* **YOUR TASK**
Below are the records. List every line holding the word "EnvFilter".

Collected data
★ ★ ★
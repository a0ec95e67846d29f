//! In-memory collaborators.

use std::collections::HashMap;
use std::sync::Mutex;

use keycheck_core::{CanonicalDump, Canonicalizer, DiffOutcome, DiffTool, Error, Result};

/// Canonicalizer answering from a fixed table of dumps.
///
/// Keys missing from the table get an `Error: unknown key <key>` dump, like a
/// real canonicalizer asked for a key it does not know.
#[derive(Debug, Default)]
pub struct FakeCanonicalizer {
    dumps: HashMap<String, Vec<String>>,
    calls: Mutex<Vec<String>>,
}

impl FakeCanonicalizer {
    pub fn new() -> Self {
        Self::default()
    }

    /// Register the dump of `key`, one output line per text line.
    pub fn with_dump(mut self, key: &str, dump: &str) -> Self {
        self.dumps
            .insert(key.to_string(), dump.lines().map(String::from).collect());
        self
    }

    /// Keys requested so far, in call order.
    pub fn calls(&self) -> Vec<String> {
        self.calls.lock().unwrap().clone()
    }
}

impl Canonicalizer for FakeCanonicalizer {
    fn describe(&self) -> String {
        "fake".to_string()
    }

    fn canonicalize(&self, key: &str) -> Result<CanonicalDump> {
        self.calls.lock().unwrap().push(key.to_string());
        let stdout = match self.dumps.get(key) {
            Some(lines) => lines.clone(),
            None => vec![format!("Error: unknown key {key}")],
        };
        Ok(CanonicalDump::from_output(key, stdout, &[]))
    }
}

/// Diff tool that always breaks.
#[derive(Debug, Default)]
pub struct FailingDiffTool;

impl DiffTool for FailingDiffTool {
    fn describe(&self) -> String {
        "failing".to_string()
    }

    fn diff(&self, _left: &[String], _right: &[String]) -> Result<DiffOutcome> {
        Err(Error::DiffToolInternalFailure {
            program: "failing".to_string(),
            stderr: "diff: memory exhausted".to_string(),
        })
    }
}
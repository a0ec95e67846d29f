//! keycheck CLI
//!
//! Checks configuration sources key by key against their canonical dumps.

mod cli;
mod commands;
mod error;
mod logging;

use clap::Parser;
use colored::Colorize;

use cli::Cli;
use error::Result;

fn main() {
    if let Err(e) = run() {
        eprintln!("{}: {}", "error".red().bold(), e);
        std::process::exit(1);
    }
}

fn run() -> Result<()> {
    let cli = Cli::parse();

    if let Err(e) = logging::init(cli.verbose) {
        eprintln!("{}: logging unavailable: {}", "warning".yellow(), e);
    }
    tracing::debug!("Arguments: {:?}", cli);

    let cwd = std::env::current_dir()?;
    commands::run_check(&cwd, &cli.check_options())
}
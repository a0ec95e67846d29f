//! Shared test utilities for the keycheck workspace.
//!
//! Dev-dependency only, never published.
//!
//! # Modules
//!
//! - [`fakes`]: in-memory collaborators with scripted answers
//! - [`tree`]: [`SourceTree`] builder for source directories and tool scripts

pub mod fakes;
pub mod tree;

pub use fakes::{FailingDiffTool, FakeCanonicalizer};
pub use tree::SourceTree;
use tracing_subscriber::{EnvFilter, fmt, prelude::*};

/// Install the global tracing subscriber.
///
/// Logs go to stderr so that stdout only carries results. `RUST_LOG` selects
/// the level, defaulting to `warn`; `verbose` forces `debug`.
pub fn init(verbose: bool) -> Result<(), Box<dyn std::error::Error + Send + Sync>> {
    let fmt_layer = fmt::layer()
        .with_writer(std::io::stderr)
        .with_target(verbose)
        .with_level(true)
        .compact();

    let filter_layer = if verbose {
        EnvFilter::try_new("debug")?
    } else {
        EnvFilter::try_from_default_env().or_else(|_| EnvFilter::try_new("warn"))?
    };

    tracing_subscriber::registry()
        .with(filter_layer)
        .with(fmt_layer)
        .try_init()?;

    Ok(())
}
//! Relay Configuration
//!
//! Layered configuration: built-in defaults, then an optional TOML file,
//! then `RELAY_*` environment variables on top. The backend can be
//! addressed either with explicit HTTP and WebSocket URLs or with a single
//! origin from which both are derived.

use std::path::{Path, PathBuf};
use std::time::Duration;

use serde::Deserialize;

use crate::exchange::ExchangeConfig;
use crate::history::DEFAULT_HISTORY_CAPACITY;

/// Configuration loading failures
#[derive(Debug, thiserror::Error)]
pub enum ConfigError {
    /// Could not read the configuration file
    #[error("failed to read config file: {0}")]
    Io(#[from] std::io::Error),
    /// The configuration file is not valid TOML
    #[error("failed to parse config file: {0}")]
    Parse(#[from] toml::de::Error),
}

/// Runtime configuration of the relay
#[derive(Clone, Debug)]
pub struct RelayConfig {
    /// Session provisioning endpoint
    pub backend_http_url: String,
    /// Streaming WebSocket endpoint
    pub backend_ws_url: String,
    /// History buffer capacity
    pub history_capacity: usize,
    /// Overall deadline for one streaming exchange
    pub exchange_timeout: Duration,
    /// TCP connect timeout for the session endpoint
    pub session_connect_timeout: Duration,
    /// Overall timeout for the session request
    pub session_request_timeout: Duration,
}

impl Default for RelayConfig {
    fn default() -> Self {
        let (backend_http_url, backend_ws_url) = derive_backend_urls("http://localhost:3000");
        Self {
            backend_http_url,
            backend_ws_url,
            history_capacity: DEFAULT_HISTORY_CAPACITY,
            exchange_timeout: Duration::from_secs(120),
            session_connect_timeout: Duration::from_secs(10),
            session_request_timeout: Duration::from_secs(30),
        }
    }
}

impl RelayConfig {
    /// Load configuration from the default file (if present) plus environment
    pub fn load() -> Result<Self, ConfigError> {
        let mut config = match default_config_path() {
            Some(path) if path.exists() => Self::from_file(&path)?,
            _ => Self::default(),
        };
        config.apply_env();
        Ok(config)
    }

    /// Load configuration from a specific TOML file
    pub fn from_file(path: &Path) -> Result<Self, ConfigError> {
        let raw = std::fs::read_to_string(path)?;
        let file: RelayToml = toml::from_str(&raw)?;
        let mut config = Self::default();
        config.apply_file(file);
        Ok(config)
    }

    /// Build configuration from defaults plus environment variables only
    #[must_use]
    pub fn from_env() -> Self {
        let mut config = Self::default();
        config.apply_env();
        config
    }

    /// The exchange configuration this relay config implies
    #[must_use]
    pub fn exchange_config(&self) -> ExchangeConfig {
        ExchangeConfig {
            timeout: self.exchange_timeout,
            ..ExchangeConfig::default()
        }
    }

    fn apply_file(&mut self, file: RelayToml) {
        if let Some(origin) = file.backend_origin {
            let (http, ws) = derive_backend_urls(&origin);
            self.backend_http_url = http;
            self.backend_ws_url = ws;
        }
        if let Some(url) = file.backend_http_url {
            self.backend_http_url = url;
        }
        if let Some(url) = file.backend_ws_url {
            self.backend_ws_url = url;
        }
        if let Some(capacity) = file.history_capacity {
            self.history_capacity = capacity;
        }
        if let Some(secs) = file.exchange_timeout_secs {
            self.exchange_timeout = Duration::from_secs(secs);
        }
        if let Some(secs) = file.session_connect_timeout_secs {
            self.session_connect_timeout = Duration::from_secs(secs);
        }
        if let Some(secs) = file.session_request_timeout_secs {
            self.session_request_timeout = Duration::from_secs(secs);
        }
    }

    fn apply_env(&mut self) {
        if let Ok(origin) = std::env::var("RELAY_BACKEND_ORIGIN") {
            let (http, ws) = derive_backend_urls(&origin);
            self.backend_http_url = http;
            self.backend_ws_url = ws;
        }
        if let Ok(url) = std::env::var("RELAY_BACKEND_HTTP_URL") {
            self.backend_http_url = url;
        }
        if let Ok(url) = std::env::var("RELAY_BACKEND_WS_URL") {
            self.backend_ws_url = url;
        }
        if let Ok(capacity) = std::env::var("RELAY_HISTORY_CAPACITY") {
            match capacity.parse() {
                Ok(n) => self.history_capacity = n,
                Err(e) => {
                    tracing::warn!(value = %capacity, error = %e, "Ignoring invalid RELAY_HISTORY_CAPACITY");
                }
            }
        }
        if let Ok(secs) = std::env::var("RELAY_EXCHANGE_TIMEOUT_SECS") {
            match secs.parse() {
                Ok(n) => self.exchange_timeout = Duration::from_secs(n),
                Err(e) => {
                    tracing::warn!(value = %secs, error = %e, "Ignoring invalid RELAY_EXCHANGE_TIMEOUT_SECS");
                }
            }
        }
    }
}

/// Derive the session and streaming URLs from one backend origin
///
/// The session endpoint lives at `<origin>/api/chat`; the streaming
/// endpoint is the origin root with the scheme switched to its WebSocket
/// counterpart.
#[must_use]
pub fn derive_backend_urls(origin: &str) -> (String, String) {
    let origin = origin.trim_end_matches('/');
    let http = format!("{origin}/api/chat");
    let ws = if let Some(rest) = origin.strip_prefix("https://") {
        format!("wss://{rest}/")
    } else if let Some(rest) = origin.strip_prefix("http://") {
        format!("ws://{rest}/")
    } else {
        format!("ws://{origin}/")
    };
    (http, ws)
}

/// Default configuration file location (`<config dir>/relay/config.toml`)
#[must_use]
pub fn default_config_path() -> Option<PathBuf> {
    dirs::config_dir().map(|dir| dir.join("relay").join("config.toml"))
}

/// On-disk configuration shape
#[derive(Debug, Default, Deserialize)]
struct RelayToml {
    backend_origin: Option<String>,
    backend_http_url: Option<String>,
    backend_ws_url: Option<String>,
    history_capacity: Option<usize>,
    exchange_timeout_secs: Option<u64>,
    session_connect_timeout_secs: Option<u64>,
    session_request_timeout_secs: Option<u64>,
}
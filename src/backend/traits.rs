//! Backend Traits
//!
//! Trait seam between the orchestration core and the conversational
//! backend. The core only needs two things from a backend: provision a
//! session, and open a duplex streaming connection bound to it. Keeping
//! both behind traits lets tests drive the full relay path with scripted
//! backends and no network.

use async_trait::async_trait;

use super::protocol::ClientMessage;

/// Identifier of a provisioned backend session
#[derive(Clone, Debug, PartialEq, Eq, Hash)]
pub struct SessionId(pub String);

impl std::fmt::Display for SessionId {
    fn fmt(&self, f: &mut std::fmt::Formatter<'_>) -> std::fmt::Result {
        write!(f, "{}", self.0)
    }
}

/// Backend interaction failures surfaced to the worker
#[derive(Debug, thiserror::Error)]
pub enum BackendError {
    /// The session endpoint refused, failed, or returned a malformed body
    #[error("session creation failed: {0}")]
    SessionCreation(String),
    /// Connection-level failure before or during streaming
    #[error("backend transport error: {0}")]
    Transport(String),
}

/// A duplex streaming connection to the backend
///
/// Frames are raw text; the exchange parses them with
/// [`ServerMessage::parse`](super::protocol::ServerMessage::parse).
#[async_trait]
pub trait BackendSocket: Send {
    /// Send one structured message to the backend
    async fn send(&mut self, message: &ClientMessage) -> Result<(), BackendError>;

    /// Receive the next text frame
    ///
    /// `None` means the connection closed; `Some(Err(_))` is a
    /// transport-level failure.
    async fn recv(&mut self) -> Option<Result<String, BackendError>>;

    /// Close the connection (best effort, idempotent at the protocol level)
    async fn close(&mut self);
}

/// Conversational backend: session provisioning plus streaming connect
///
/// Implement this to point the relay at a different backend service.
#[async_trait]
pub trait AgentBackend: Send + Sync {
    /// Backend name for logging
    fn name(&self) -> &str;

    /// Ask the backend for a fresh session id
    ///
    /// One outbound request, no retries; retry policy belongs to callers.
    async fn create_session(&self) -> Result<SessionId, BackendError>;

    /// Open a duplex streaming connection for one exchange
    async fn connect(&self, session: &SessionId) -> Result<Box<dyn BackendSocket>, BackendError>;
}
★ ★ ★
* **RESPONSE TO THE EXERCISE**
use tracing_subscriber::{EnvFilter, fmt, prelude::*};
        EnvFilter::try_new("debug")?
        EnvFilter::try_from_default_env().or_else(|_| EnvFilter::try_new("warn"))?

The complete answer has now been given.